### Assignment
The entries below contain a line with "declarations they reference." and a line with "complete compilation unit". Quote exactly those two lines and all lines between them.

========================

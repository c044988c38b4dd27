//! Modules and external declarations
//!
//! A module owns every function produced for one compilation unit, both
//! definitions and the external declarations they reference.

use egen_common::EXIT_FUNCTION_NAME;
use log::debug;
use serde::{Deserialize, Serialize};
use std::fmt;
use crate::error::IrError;
use crate::ir::{CallingConvention, Function, IrType};

/// Linkage types for global symbols
#[derive(Debug, Clone, Copy, PartialEq, Eq, Serialize, Deserialize)]
pub enum Linkage {
    /// Visible to other modules
    External,
    /// Only visible within this module
    Internal,
}

/// IR Module - represents a complete compilation unit
#[derive(Debug, Clone, PartialEq, Serialize, Deserialize)]
pub struct Module {
    pub name: String,
    pub functions: Vec<Function>,
}

impl Module {
    pub fn new(name: String) -> Self {
        Self {
            name,
            functions: Vec::new(),
        }
    }

    pub fn add_function(&mut self, function: Function) {
        self.functions.push(function);
    }

    pub fn get_function(&self, name: &str) -> Option<&Function> {
        self.functions.iter().find(|f| f.name == name)
    }

    pub fn get_function_mut(&mut self, name: &str) -> Option<&mut Function> {
        self.functions.iter_mut().find(|f| f.name == name)
    }

    /// Whether a function with a body exists under `name`
    pub fn has_definition(&self, name: &str) -> bool {
        self.get_function(name).is_some_and(|f| !f.is_declaration())
    }

    /// Add an external declaration unless a function of the same name exists.
    /// An existing function with a different type is rejected.
    pub fn declare(&mut self, declaration: Function) -> Result<&Function, IrError> {
        let expected = declaration.function_type();
        if let Some(position) = self.functions.iter().position(|f| f.name == declaration.name) {
            let existing = &self.functions[position];
            let found = existing.function_type();
            if found != expected {
                return Err(IrError::SignatureMismatch {
                    name: declaration.name,
                    found: found.to_string(),
                    expected: expected.to_string(),
                });
            }
            return Ok(existing);
        }

        debug!("Declaring external function '{}' : {}", declaration.name, expected);
        self.functions.push(declaration);
        let last = self.functions.len() - 1;
        Ok(&self.functions[last])
    }

    /// Return the declaration of `name`, synthesizing an implicit one if absent
    pub fn get_or_declare(
        &mut self,
        name: &str,
        param_types: Vec<IrType>,
        result_type: IrType,
        convention: CallingConvention,
    ) -> Result<&Function, IrError> {
        let mut declaration = Function::declaration(name.to_string(), param_types, result_type, convention);
        declaration.is_implicit = true;
        self.declare(declaration)
    }

    /// Find the process-exit routine `exit(Int32) -> Never`, synthesizing an
    /// implicit foreign declaration when none is visible.
    pub fn lookup_or_synthesize_exit(&mut self) -> Result<&Function, IrError> {
        self.get_or_declare(
            EXIT_FUNCTION_NAME,
            vec![IrType::int32()],
            IrType::Never,
            CallingConvention::Foreign,
        )
    }
}

impl fmt::Display for Module {
    fn fmt(&self, f: &mut fmt::Formatter<'_>) -> fmt::Result {
        writeln!(f, "// module {}", self.name)?;
        for function in &self.functions {
            writeln!(f)?;
            write!(f, "{function}")?;
        }
        Ok(())
    }
}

========================

### Answer to the exercise
//! definitions and the external declarations they reference.

use egen_common::EXIT_FUNCTION_NAME;
use log::debug;
use serde::{Deserialize, Serialize};
use std::fmt;
use crate::error::IrError;
use crate::ir::{CallingConvention, Function, IrType};

/// Linkage types for global symbols
#[derive(Debug, Clone, Copy, PartialEq, Eq, Serialize, Deserialize)]
pub enum Linkage {
    /// Visible to other modules
    External,
    /// Only visible within this module
    Internal,
}

/// IR Module - represents a complete compilation unit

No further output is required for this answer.